[[ Records supplied, beginning ]]

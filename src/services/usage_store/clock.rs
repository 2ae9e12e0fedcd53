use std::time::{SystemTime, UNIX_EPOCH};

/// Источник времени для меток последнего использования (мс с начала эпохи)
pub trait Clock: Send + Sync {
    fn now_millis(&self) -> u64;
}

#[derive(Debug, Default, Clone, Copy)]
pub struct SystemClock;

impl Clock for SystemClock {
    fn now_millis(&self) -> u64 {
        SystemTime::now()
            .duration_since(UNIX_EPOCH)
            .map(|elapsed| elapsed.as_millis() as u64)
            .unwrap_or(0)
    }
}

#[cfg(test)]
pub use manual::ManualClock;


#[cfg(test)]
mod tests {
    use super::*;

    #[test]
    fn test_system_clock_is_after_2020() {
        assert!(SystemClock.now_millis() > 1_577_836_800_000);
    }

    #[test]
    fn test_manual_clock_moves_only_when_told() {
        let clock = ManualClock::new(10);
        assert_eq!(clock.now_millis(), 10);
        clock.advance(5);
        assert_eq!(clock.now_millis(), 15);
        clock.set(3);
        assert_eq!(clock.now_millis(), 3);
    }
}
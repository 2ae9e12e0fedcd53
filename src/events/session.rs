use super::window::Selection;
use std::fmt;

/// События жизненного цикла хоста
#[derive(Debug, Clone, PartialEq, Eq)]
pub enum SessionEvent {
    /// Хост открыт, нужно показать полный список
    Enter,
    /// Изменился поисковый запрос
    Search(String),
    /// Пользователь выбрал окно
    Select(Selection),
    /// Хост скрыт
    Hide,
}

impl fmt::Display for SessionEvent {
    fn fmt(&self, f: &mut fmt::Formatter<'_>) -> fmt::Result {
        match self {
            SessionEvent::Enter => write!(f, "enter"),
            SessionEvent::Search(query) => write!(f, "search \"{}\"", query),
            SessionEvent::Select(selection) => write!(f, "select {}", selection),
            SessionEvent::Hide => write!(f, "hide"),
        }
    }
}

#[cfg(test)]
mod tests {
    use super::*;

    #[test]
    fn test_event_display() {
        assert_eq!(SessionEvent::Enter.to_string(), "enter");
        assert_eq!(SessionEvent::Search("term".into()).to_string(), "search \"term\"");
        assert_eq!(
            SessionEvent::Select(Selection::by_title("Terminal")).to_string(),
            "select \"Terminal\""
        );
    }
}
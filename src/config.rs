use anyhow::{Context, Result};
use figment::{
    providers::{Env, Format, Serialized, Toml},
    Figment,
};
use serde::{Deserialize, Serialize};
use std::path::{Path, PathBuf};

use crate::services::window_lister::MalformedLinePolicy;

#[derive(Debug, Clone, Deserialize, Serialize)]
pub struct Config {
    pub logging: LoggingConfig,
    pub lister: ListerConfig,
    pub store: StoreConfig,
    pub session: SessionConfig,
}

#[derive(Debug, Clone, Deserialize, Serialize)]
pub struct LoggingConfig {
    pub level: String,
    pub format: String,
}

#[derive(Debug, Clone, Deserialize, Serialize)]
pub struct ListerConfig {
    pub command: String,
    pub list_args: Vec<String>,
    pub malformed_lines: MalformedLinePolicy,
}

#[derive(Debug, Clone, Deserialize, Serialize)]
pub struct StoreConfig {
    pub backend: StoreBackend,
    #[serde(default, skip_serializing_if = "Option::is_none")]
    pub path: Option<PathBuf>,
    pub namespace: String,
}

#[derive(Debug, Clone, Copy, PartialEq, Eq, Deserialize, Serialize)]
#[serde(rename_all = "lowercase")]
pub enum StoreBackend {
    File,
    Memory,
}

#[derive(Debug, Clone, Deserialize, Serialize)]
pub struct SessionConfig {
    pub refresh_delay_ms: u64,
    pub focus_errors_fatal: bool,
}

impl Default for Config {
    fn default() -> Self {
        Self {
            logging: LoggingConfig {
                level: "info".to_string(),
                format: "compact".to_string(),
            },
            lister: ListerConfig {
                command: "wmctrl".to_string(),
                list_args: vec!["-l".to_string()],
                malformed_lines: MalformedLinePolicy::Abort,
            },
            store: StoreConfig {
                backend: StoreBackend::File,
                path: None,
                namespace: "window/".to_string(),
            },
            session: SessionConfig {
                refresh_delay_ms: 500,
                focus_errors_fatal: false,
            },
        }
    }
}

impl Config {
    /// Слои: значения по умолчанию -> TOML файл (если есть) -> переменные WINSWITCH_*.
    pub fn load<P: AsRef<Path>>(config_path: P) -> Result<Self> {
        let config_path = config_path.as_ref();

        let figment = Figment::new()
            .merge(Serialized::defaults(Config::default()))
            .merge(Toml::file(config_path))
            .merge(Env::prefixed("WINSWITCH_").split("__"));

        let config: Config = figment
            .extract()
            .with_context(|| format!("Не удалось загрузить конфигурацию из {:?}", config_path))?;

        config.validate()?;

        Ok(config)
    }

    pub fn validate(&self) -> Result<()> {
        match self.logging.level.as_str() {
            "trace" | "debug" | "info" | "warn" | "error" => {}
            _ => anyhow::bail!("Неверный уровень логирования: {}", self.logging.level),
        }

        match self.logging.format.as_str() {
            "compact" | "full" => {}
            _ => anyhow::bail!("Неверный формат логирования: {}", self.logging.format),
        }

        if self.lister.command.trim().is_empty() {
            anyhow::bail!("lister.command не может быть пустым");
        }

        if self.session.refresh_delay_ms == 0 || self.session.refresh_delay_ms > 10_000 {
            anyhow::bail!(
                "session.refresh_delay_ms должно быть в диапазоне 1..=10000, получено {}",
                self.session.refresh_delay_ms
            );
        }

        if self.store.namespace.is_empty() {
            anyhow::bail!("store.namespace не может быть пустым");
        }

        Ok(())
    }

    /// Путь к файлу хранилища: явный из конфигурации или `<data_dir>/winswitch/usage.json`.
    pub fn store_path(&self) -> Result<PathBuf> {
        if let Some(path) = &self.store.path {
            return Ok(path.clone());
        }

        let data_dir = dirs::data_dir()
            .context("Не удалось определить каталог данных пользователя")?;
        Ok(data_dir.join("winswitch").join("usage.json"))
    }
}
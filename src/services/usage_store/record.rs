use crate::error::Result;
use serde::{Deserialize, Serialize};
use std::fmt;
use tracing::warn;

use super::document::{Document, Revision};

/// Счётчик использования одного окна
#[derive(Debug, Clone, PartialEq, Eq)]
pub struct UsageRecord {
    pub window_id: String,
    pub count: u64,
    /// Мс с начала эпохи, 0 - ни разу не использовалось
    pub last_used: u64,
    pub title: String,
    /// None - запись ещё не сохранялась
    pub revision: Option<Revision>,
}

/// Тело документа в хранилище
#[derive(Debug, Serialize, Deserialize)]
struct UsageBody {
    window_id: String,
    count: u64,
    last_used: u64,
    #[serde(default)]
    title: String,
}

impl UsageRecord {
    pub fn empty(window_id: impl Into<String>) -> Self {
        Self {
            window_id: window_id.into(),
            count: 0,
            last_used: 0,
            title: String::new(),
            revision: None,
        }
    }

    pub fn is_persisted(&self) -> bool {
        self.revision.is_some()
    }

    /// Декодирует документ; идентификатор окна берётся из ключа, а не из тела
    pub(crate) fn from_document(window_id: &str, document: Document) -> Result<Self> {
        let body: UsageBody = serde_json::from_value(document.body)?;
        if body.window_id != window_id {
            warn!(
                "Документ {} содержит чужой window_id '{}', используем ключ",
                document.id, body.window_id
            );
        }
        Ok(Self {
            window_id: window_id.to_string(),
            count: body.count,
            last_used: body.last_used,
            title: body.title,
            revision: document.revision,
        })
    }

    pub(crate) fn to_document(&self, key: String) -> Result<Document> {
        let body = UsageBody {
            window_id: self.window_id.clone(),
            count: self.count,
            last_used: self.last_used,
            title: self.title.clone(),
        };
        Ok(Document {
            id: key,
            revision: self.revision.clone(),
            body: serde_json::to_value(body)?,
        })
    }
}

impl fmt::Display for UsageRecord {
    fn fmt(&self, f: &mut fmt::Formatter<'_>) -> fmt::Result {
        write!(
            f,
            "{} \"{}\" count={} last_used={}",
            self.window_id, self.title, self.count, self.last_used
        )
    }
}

[[ Records supplied, end ]]

### Task
Please go through the entries and show every line with the word "Terminal".

### Answer section
            SessionEvent::Select(Selection::by_title("Terminal")).to_string(),
            "select \"Terminal\""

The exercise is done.